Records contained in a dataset

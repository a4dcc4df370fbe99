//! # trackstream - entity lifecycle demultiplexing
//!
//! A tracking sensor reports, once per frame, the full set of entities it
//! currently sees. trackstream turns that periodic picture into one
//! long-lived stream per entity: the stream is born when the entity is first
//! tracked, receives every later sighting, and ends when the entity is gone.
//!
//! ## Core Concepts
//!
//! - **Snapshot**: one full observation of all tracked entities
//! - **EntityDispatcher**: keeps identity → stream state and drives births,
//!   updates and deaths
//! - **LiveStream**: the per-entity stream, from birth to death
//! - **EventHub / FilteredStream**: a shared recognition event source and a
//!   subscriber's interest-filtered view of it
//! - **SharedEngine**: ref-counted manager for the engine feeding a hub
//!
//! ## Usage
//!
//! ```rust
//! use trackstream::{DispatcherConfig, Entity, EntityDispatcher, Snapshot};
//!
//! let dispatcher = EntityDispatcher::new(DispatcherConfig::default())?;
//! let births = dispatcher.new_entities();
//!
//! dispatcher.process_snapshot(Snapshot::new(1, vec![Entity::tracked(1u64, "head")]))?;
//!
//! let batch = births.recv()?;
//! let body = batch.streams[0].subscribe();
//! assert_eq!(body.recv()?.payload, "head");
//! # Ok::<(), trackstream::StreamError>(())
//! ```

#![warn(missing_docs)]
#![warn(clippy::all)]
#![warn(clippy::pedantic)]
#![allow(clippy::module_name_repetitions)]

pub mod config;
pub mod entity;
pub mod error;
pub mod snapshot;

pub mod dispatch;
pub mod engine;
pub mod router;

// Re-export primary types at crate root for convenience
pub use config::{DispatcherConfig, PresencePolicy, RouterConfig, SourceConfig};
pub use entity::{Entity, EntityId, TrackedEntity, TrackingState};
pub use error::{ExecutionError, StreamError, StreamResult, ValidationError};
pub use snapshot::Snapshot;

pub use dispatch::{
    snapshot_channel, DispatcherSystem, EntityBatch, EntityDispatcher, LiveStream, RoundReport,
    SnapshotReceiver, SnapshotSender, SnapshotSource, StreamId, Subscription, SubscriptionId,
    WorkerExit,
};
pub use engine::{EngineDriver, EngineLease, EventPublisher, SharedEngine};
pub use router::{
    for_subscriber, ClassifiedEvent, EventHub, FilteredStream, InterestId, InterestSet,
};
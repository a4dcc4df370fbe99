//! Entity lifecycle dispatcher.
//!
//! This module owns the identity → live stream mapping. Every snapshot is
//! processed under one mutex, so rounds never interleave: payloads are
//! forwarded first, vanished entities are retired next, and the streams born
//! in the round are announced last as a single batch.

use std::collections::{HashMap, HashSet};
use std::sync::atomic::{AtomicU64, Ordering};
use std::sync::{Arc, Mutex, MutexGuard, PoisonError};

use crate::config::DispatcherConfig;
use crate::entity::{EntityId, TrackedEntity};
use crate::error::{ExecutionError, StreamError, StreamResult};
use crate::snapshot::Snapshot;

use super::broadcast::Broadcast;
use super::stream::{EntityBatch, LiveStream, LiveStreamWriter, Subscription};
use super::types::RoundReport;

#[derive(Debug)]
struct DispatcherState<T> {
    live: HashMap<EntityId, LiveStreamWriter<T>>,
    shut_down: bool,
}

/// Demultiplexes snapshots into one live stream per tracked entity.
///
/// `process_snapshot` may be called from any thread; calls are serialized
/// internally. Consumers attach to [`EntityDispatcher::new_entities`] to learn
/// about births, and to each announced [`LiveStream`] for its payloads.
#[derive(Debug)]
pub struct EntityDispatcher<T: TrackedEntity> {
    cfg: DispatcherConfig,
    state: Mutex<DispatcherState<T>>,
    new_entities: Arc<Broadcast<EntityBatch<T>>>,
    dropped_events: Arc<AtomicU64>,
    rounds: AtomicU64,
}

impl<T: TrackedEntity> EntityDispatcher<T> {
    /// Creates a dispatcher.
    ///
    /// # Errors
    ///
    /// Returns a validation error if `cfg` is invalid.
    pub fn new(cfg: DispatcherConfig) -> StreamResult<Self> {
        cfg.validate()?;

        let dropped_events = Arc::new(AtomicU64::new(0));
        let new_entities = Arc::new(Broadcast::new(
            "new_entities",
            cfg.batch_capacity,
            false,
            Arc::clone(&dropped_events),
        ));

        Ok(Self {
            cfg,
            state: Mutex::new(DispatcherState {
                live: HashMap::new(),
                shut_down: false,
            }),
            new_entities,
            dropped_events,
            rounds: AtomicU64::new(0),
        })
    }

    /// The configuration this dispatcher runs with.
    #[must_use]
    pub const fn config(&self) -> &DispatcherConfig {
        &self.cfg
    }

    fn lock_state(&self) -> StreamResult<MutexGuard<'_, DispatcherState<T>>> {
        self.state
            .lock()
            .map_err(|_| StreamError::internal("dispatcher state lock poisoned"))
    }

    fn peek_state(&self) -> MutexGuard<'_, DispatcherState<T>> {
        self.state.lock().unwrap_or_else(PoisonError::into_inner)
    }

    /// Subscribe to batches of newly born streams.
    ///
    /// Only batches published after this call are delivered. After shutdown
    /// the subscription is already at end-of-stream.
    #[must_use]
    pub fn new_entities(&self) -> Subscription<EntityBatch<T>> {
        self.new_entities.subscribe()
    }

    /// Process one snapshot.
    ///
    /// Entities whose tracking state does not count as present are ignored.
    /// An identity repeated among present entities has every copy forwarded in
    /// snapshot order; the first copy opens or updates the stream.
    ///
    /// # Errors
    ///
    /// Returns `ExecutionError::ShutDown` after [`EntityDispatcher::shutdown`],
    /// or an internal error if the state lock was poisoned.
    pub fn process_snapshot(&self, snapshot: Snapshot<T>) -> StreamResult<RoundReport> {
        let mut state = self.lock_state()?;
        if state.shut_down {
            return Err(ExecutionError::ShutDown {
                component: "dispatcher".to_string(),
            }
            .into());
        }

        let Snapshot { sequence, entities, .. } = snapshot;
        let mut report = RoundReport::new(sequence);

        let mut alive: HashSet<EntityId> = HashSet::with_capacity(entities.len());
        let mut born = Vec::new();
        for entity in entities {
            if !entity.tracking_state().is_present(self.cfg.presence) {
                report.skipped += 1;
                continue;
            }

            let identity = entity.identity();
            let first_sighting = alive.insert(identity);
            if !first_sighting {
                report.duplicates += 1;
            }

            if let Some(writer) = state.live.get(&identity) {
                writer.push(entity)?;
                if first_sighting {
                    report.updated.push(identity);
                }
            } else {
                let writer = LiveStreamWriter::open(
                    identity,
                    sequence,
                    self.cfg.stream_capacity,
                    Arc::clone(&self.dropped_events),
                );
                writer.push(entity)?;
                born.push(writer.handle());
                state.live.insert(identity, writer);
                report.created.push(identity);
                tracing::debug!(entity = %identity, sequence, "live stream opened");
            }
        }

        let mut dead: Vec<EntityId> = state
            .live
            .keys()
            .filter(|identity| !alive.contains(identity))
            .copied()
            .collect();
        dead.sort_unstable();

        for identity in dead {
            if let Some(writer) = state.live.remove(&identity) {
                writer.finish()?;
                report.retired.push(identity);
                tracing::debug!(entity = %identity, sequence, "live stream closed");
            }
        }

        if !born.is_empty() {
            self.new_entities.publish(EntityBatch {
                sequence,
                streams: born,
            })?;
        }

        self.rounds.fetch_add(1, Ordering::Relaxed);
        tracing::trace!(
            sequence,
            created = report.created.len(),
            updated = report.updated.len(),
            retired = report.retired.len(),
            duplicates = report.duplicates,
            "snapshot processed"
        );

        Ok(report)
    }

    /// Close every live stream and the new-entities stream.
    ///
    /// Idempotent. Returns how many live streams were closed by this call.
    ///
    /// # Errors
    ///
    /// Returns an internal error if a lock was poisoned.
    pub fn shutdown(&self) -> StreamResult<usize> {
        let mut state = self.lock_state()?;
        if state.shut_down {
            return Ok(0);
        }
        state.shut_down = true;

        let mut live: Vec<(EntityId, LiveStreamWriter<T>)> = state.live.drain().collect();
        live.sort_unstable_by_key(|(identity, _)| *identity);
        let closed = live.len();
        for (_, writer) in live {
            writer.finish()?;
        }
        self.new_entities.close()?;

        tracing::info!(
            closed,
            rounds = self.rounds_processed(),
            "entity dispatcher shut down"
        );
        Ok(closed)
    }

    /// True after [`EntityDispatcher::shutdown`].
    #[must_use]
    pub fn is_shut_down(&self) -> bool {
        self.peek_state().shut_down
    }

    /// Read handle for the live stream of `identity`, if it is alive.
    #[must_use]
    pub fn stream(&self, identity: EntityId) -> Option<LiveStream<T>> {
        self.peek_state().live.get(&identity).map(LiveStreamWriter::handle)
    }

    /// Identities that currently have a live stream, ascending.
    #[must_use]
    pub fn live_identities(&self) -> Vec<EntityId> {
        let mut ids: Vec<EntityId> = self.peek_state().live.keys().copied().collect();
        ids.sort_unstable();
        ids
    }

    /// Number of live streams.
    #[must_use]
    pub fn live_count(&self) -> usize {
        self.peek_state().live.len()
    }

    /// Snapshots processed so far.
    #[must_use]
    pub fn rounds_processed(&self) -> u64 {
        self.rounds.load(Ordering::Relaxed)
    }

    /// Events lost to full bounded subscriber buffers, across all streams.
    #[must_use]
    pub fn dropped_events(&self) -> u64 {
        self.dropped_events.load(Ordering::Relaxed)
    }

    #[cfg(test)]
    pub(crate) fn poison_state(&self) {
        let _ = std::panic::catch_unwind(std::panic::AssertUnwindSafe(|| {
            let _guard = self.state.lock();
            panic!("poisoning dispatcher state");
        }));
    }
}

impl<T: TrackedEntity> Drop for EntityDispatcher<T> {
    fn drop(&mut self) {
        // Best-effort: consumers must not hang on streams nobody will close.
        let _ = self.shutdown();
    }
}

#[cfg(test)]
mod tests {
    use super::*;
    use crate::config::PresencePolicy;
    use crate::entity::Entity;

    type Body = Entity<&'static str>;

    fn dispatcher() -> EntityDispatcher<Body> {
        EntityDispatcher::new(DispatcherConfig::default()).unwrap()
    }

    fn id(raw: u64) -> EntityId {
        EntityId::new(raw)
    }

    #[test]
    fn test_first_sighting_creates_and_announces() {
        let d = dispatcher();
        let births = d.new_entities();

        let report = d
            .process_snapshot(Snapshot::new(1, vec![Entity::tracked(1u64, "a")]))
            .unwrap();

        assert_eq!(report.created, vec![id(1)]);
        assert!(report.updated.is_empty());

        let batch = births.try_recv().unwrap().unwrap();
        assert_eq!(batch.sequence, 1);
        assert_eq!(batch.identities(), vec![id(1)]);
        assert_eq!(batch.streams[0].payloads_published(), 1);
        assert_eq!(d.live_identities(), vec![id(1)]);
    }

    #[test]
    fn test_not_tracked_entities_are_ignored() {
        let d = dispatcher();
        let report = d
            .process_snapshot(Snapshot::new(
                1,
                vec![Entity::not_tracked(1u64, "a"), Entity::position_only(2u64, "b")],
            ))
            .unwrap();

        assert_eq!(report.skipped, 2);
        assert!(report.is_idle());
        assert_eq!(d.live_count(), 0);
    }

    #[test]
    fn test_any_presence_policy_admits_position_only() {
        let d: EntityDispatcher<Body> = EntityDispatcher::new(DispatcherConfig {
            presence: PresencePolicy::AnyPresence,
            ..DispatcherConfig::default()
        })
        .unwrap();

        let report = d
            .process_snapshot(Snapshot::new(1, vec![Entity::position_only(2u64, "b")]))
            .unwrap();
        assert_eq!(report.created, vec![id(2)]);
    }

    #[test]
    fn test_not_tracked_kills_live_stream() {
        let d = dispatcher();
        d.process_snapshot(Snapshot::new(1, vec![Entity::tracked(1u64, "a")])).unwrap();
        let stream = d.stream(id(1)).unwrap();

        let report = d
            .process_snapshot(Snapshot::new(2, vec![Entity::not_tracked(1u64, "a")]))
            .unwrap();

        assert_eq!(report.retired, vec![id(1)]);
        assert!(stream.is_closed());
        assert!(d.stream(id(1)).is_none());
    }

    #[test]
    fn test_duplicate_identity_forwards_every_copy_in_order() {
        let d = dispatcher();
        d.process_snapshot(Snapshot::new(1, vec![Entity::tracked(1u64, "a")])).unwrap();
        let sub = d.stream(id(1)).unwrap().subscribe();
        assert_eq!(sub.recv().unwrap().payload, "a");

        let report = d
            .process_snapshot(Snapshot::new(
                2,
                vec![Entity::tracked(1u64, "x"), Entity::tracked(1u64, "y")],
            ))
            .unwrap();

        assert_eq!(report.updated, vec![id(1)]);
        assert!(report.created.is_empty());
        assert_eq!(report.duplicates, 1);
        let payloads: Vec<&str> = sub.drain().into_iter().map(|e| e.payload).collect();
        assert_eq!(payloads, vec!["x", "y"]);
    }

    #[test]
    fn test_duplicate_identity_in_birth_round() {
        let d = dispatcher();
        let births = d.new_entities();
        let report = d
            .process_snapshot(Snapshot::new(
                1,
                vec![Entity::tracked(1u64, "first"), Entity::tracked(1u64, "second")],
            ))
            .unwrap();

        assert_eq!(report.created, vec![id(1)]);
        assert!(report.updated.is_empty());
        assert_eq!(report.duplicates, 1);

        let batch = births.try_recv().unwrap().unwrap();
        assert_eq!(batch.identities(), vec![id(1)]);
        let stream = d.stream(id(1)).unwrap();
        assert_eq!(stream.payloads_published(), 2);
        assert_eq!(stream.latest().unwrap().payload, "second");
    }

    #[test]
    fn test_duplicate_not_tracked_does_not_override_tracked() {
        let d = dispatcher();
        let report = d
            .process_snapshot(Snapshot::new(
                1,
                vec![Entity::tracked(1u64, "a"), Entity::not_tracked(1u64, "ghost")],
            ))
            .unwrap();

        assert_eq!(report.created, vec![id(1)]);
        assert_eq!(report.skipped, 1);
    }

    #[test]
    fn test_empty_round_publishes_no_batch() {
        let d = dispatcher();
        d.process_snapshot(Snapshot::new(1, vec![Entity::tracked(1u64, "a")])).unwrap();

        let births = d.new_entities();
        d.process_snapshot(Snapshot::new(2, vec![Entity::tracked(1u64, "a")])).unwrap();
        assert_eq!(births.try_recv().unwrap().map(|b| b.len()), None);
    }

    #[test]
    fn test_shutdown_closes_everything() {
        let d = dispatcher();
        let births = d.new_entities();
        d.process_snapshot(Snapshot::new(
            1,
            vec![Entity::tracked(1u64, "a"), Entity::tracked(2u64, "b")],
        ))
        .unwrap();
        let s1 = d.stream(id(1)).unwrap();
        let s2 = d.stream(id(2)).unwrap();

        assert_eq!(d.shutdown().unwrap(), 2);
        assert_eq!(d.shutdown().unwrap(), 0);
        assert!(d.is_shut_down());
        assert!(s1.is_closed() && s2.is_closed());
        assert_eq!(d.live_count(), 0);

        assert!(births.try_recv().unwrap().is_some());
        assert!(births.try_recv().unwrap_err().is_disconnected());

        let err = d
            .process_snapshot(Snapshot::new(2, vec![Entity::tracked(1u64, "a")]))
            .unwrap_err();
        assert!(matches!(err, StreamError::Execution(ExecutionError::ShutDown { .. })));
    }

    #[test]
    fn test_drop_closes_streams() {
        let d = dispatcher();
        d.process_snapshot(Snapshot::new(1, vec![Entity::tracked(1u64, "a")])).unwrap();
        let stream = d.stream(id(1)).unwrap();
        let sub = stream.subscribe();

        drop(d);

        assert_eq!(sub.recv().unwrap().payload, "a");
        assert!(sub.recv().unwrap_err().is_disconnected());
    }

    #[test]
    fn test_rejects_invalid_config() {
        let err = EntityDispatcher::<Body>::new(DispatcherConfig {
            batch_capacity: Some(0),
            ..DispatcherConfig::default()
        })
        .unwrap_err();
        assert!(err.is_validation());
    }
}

*Problem to work on*. Please copy only these lines, exactly: the first line of the records through the line containing "updates and deaths", ends included.

*Response*.
repository a4dcc4df370fbe99
//! # trackstream - entity lifecycle demultiplexing
//!
//! A tracking sensor reports, once per frame, the full set of entities it
//! currently sees. trackstream turns that periodic picture into one
//! long-lived stream per entity: the stream is born when the entity is first
//! tracked, receives every later sighting, and ends when the entity is gone.
//!
//! ## Core Concepts
//!
//! - **Snapshot**: one full observation of all tracked entities
//! - **EntityDispatcher**: keeps identity → stream state and drives births,
//!   updates and deaths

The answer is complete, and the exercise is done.